"Aku masih ingat saat Bram membentakku. Aku juga masih ingat saat Bram malu jalan denganku bahkan aku masih ingat ketika Bram tak mau aku ada di dekatnya."
"Kau malu?"
"Aku hina."
"Kau masih mau bertahan?"
"Aku terlalu cinta."
"Kau mau mengulangi kebodohanmu?"
Kupandangi helaian daun Palem yang batangnya sempat kutinggalkan setahun yang lalu.
"Dengar Dru, jika dia untukmu pasti akan menjadi milikmu.

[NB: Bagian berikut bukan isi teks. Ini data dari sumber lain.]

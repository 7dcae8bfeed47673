use std::fs::OpenOptions;
use std::io::{ErrorKind, Write};
use std::path::{Path, PathBuf};

use crate::domain::{AdminKey, CredentialStore, CredentialStoreError};

/// Fixed name of the persisted admin key entry inside the state directory.
pub const CREDENTIAL_ENTRY: &str = "demo_admin_key";

/// Admin key persisted as a single file holding the raw key.
///
/// The parent directory is created on first save. On Unix the file is
/// restricted to owner read/write.
#[derive(Debug, Clone)]
pub struct FileCredentialStore {
    path: PathBuf,
}

impl FileCredentialStore {
    /// Store the entry under `state_dir/demo_admin_key`.
    pub fn in_dir(state_dir: impl AsRef<Path>) -> Self {
        Self {
            path: state_dir.as_ref().join(CREDENTIAL_ENTRY),
        }
    }

    pub fn path(&self) -> &Path {
        &self.path
    }
}

impl CredentialStore for FileCredentialStore {
    fn load(&self) -> Result<Option<AdminKey>, CredentialStoreError> {
        let contents = match std::fs::read_to_string(&self.path) {
            Ok(contents) => contents,
            Err(e) if e.kind() == ErrorKind::NotFound => return Ok(None),
            Err(e) => return Err(e.into()),
        };

        // Editors like to append a newline; the key itself is used verbatim.
        let raw = contents.trim_end_matches(['\r', '\n']);
        if raw.is_empty() {
            return Ok(None);
        }
        Ok(Some(AdminKey::new(raw)))
    }

    fn save(&self, key: &AdminKey) -> Result<(), CredentialStoreError> {
        if let Some(parent) = self.path.parent() {
            std::fs::create_dir_all(parent)?;
        }

        let mut options = OpenOptions::new();
        options.write(true).create(true).truncate(true);
        #[cfg(unix)]
        {
            use std::os::unix::fs::OpenOptionsExt;
            // Owner-only from the moment the file exists.
            options.mode(0o600);
        }
        let mut file = options.open(&self.path)?;

        // `mode` only applies on creation; tighten an entry left by an older run.
        #[cfg(unix)]
        {
            use std::os::unix::fs::PermissionsExt;
            file.set_permissions(std::fs::Permissions::from_mode(0o600))?;
        }

        file.write_all(key.as_str().as_bytes())?;
        Ok(())
    }

    fn clear(&self) -> Result<(), CredentialStoreError> {
        match std::fs::remove_file(&self.path) {
            Ok(()) => Ok(()),
            Err(e) if e.kind() == ErrorKind::NotFound => Ok(()),
            Err(e) => Err(e.into()),
        }
    }
}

Tapi jika dia tidak bergerak, apa kau yakin Tuhan tidak bingung dengan doamu?"
"Tuhan maha mengetahui, kenapa harus bingung."

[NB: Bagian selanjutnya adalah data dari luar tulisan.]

use chrono::{DateTime, NaiveDateTime, Utc};
use serde::{Deserialize, Deserializer, Serialize};

// Modules granted with every new demo; the backend owns the catalogue.
pub const DEFAULT_MODULES: [&str; 2] = ["blog", "localseo"];

// The serialization within this layer is a dependency leak, but its a pragmatic approach.
// Demo account as reported by the admin API. `email` is the stable key.
#[derive(Debug, Clone, PartialEq, Eq, Serialize, Deserialize)]
pub struct DemoAccount {
    pub email: String,
    // Some backends emit numeric ids.
    #[serde(deserialize_with = "string_or_number")]
    pub account_id: String,
    #[serde(default)]
    pub modules: Vec<ModuleGrant>,
    #[serde(deserialize_with = "utc_timestamp")]
    pub granted_at: DateTime<Utc>,
    #[serde(deserialize_with = "utc_timestamp")]
    pub trial_ends_at: DateTime<Utc>,
    // Computed by the backend; never derived locally.
    pub expired: bool,
}

impl DemoAccount {
    // Whole days until the trial ends, or None once the backend marks it expired.
    pub fn days_left(&self, now: DateTime<Utc>) -> Option<i64> {
        if self.expired {
            return None;
        }
        Some((self.trial_ends_at - now).num_days().max(0))
    }
}

// One product module attached to a demo account.
#[derive(Debug, Clone, PartialEq, Eq, Serialize, Deserialize)]
pub struct ModuleGrant {
    pub module: String,
    pub status: String,
    #[serde(default)]
    pub expired: bool,
}

// Active/total counters shown above the account table.
#[derive(Debug, Clone, Copy, PartialEq, Eq, Default)]
pub struct AccountSummary {
    pub active: usize,
    pub total: usize,
}

impl AccountSummary {
    pub fn of(accounts: &[DemoAccount]) -> Self {
        Self {
            active: accounts.iter().filter(|account| !account.expired).count(),
            total: accounts.len(),
        }
    }
}

fn string_or_number<'de, D>(deserializer: D) -> Result<String, D::Error>
where
    D: Deserializer<'de>,
{
    match serde_json::Value::deserialize(deserializer)? {
        serde_json::Value::String(id) => Ok(id),
        serde_json::Value::Number(id) => Ok(id.to_string()),
        other => Err(serde::de::Error::custom(format!(
            "account_id must be a string or number, got {other}"
        ))),
    }
}

// Accepts RFC 3339 as well as offset-less ISO-8601, which is read as UTC.
fn utc_timestamp<'de, D>(deserializer: D) -> Result<DateTime<Utc>, D::Error>
where
    D: Deserializer<'de>,
{
    let raw = String::deserialize(deserializer)?;
    parse_utc_timestamp(&raw).ok_or_else(|| {
        serde::de::Error::custom(format!("invalid timestamp: {raw}"))
    })
}

pub(crate) fn parse_utc_timestamp(raw: &str) -> Option<DateTime<Utc>> {
    if let Ok(parsed) = DateTime::parse_from_rfc3339(raw) {
        return Some(parsed.with_timezone(&Utc));
    }
    ["%Y-%m-%dT%H:%M:%S%.f", "%Y-%m-%d %H:%M:%S%.f"]
        .iter()
        .find_map(|format| NaiveDateTime::parse_from_str(raw, format).ok())
        .map(|naive| naive.and_utc())
}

"Bram punyamu tidak bergerak. Percuma kau berbusa doa. Dia masih di sana."
"Tapi aku sayang padanya. Aku begitu mencintainya."

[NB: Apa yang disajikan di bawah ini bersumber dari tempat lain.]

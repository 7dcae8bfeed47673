// Use cases layer: admin session and console workflows.

pub mod console;
pub mod session;

#[cfg(test)]
pub(crate) mod test_support;

pub use console::{Console, ConsoleView, Notice};
pub use session::AdminSession;
use crate::domain::{
    AccountSummary, AdminApi, AdminKey, CredentialStore, DemoAccount, SessionPhase,
};
use crate::use_cases::session::AdminSession;

// Outcome of the last grant or revoke, shown under the account table.
#[derive(Debug, Clone, PartialEq, Eq)]
pub enum Notice {
    Success(String),
    Failure(String),
}

// Everything the presentation layer needs to draw the console.
#[derive(Debug, Clone, PartialEq, Eq)]
pub struct ConsoleView {
    pub phase: SessionPhase,
    pub email_input: String,
    pub days_input: u32,
    pub accounts: Vec<DemoAccount>,
    pub loading: bool,
    pub granting: bool,
    // Email whose revoke is outstanding.
    pub revoking: Option<String>,
    pub notice: Option<Notice>,
    pub auth_error: Option<String>,
}

impl ConsoleView {
    fn initial(default_days: u32) -> Self {
        Self {
            phase: SessionPhase::Unauthenticated,
            email_input: String::new(),
            days_input: default_days,
            accounts: Vec::new(),
            loading: false,
            granting: false,
            revoking: None,
            notice: None,
            auth_error: None,
        }
    }

    pub fn summary(&self) -> AccountSummary {
        AccountSummary::of(&self.accounts)
    }
}

// Console workflow: drives the view through sign-in, grant, revoke and refresh.
pub struct Console<A, S> {
    session: AdminSession<A, S>,
    view: ConsoleView,
    default_days: u32,
}

impl<A, S> Console<A, S>
where
    A: AdminApi,
    S: CredentialStore,
{
    pub fn new(session: AdminSession<A, S>, default_days: u32) -> Self {
        Self {
            session,
            view: ConsoleView::initial(default_days),
            default_days,
        }
    }

    pub fn view(&self) -> &ConsoleView {
        &self.view
    }

    // Restores a persisted key and loads the list when one was found.
    pub async fn start(&mut self) {
        self.view.phase = self.session.restore();
        if self.session.is_authenticated() {
            self.refresh().await;
        }
    }

    pub async fn sign_in(&mut self, key: AdminKey) {
        self.view.auth_error = None;
        self.view.phase = SessionPhase::Authenticating;

        match self.session.authenticate(key).await {
            Ok(accounts) => {
                self.view.accounts = accounts;
            }
            Err(err) => {
                self.view.auth_error = Some(err.to_string());
            }
        }
        self.view.phase = self.session.phase();
    }

    pub fn sign_out(&mut self) {
        match self.session.sign_out() {
            Ok(()) => self.view = ConsoleView::initial(self.default_days),
            Err(err) => {
                self.view.notice =
                    Some(Notice::Failure(format!("Failed to sign out: {err}")));
            }
        }
    }

    pub fn set_email(&mut self, email: impl Into<String>) {
        self.view.email_input = email.into();
    }

    pub fn set_days(&mut self, days: u32) {
        self.view.days_input = days;
    }

    // Grants a demo to the pending email; an empty email issues nothing.
    pub async fn submit_grant(&mut self) {
        let email = self.view.email_input.trim().to_string();
        if email.is_empty() {
            return;
        }
        let days = self.view.days_input;

        self.view.granting = true;
        self.view.notice = None;
        let result = self.session.grant_demo(&email, days).await;
        self.view.granting = false;

        match result {
            Ok(_) => {
                self.view.email_input.clear();
                self.view.notice = Some(Notice::Success(format!(
                    "Granted a {days}-day demo to {email}"
                )));
                self.refresh().await;
            }
            Err(err) => {
                self.view.notice = Some(Notice::Failure(format!(
                    "Failed to grant demo to {email}: {err}"
                )));
            }
        }
    }

    pub async fn revoke(&mut self, email: &str) {
        self.view.revoking = Some(email.to_string());
        self.view.notice = None;
        let result = self.session.revoke_demo(email).await;
        self.view.revoking = None;

        match result {
            Ok(_) => {
                self.view.notice = Some(Notice::Success(format!(
                    "Revoked demo access for {email}"
                )));
                self.refresh().await;
            }
            Err(err) => {
                self.view.notice = Some(Notice::Failure(format!(
                    "Failed to revoke {email}: {err}"
                )));
            }
        }
    }

    // Re-fetches the whole list. Failures leave an empty list and are only logged.
    pub async fn refresh(&mut self) {
        self.view.loading = true;
        match self.session.list_accounts().await {
            Ok(accounts) => {
                self.view.accounts = accounts;
            }
            Err(err) => {
                tracing::warn!(error = %err, "failed to load demo accounts.");
                self.view.accounts.clear();
            }
        }
        self.view.loading = false;
    }
}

"Dia tidak Dru. Dia tidak mencintaimu dengan penuh. Kau hanya sebuah intermezzo untuk hidupnya. Kau pergi saja tak akan dia cari. Percaya padaku."
Dru menapakkan kakinya menaiki anak tangga menuju jembatan penyebrangan yang konon sukses untuk membantu hamba Tuhan yang kekurangan iman habiskan sisa umurnya.
"Aku pernah di sini. Saat aku menyadari kebodohanku. Aku pernah di sini saat aku begitu tolol masih mengharapkan kehadiranmu. Aku pernah di sini saat aku masih berharap bahwa kau adalah mahluk Tuhan yang telah mengarungi samudera lalu terbawa angin menuju rumahmu yang sesungguhnya."
Petir bersahutan, hujan tiba-tiba lebat. Gelegar suara hujan mengganggu konsentrasi Dru untuk akhiri hidupnya sore itu. Dru terpeleset, kepalanya terbentur dan darah segar menetes pelan dari keningnya.
"Untunglah perempuan ini terpeleset, tak sempat kakinya menaiki pembatas besi jembatan penyeberangan itu. Jika saja tak ada petir, mungkin dia sudah terjatuh tepat di atas aspal hitam di bawah sana."